*INSTRUCTIONS TO FOLLOW:* Nothing but an exact copy of the data should be given.

Collected data

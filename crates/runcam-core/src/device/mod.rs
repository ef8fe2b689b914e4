//! Decoded device state
//!
//! Values produced from validated response payloads.

mod info;
mod settings;

pub use info::{DeviceInfo, Features, ProtocolVersion};
pub use settings::{parse_leading_int, RecordingTime, SettingDetail};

*ANSWER TO THE EXERCISE:*
filename crates/runcam-core/src/device/mod.rs
repository ef8fe2b689b914e4
//! Decoded device state
//!
//! Values produced from validated response payloads.

mod info;
mod settings;

pub use info::{DeviceInfo, Features, ProtocolVersion};
pub use settings::{parse_leading_int, RecordingTime, SettingDetail};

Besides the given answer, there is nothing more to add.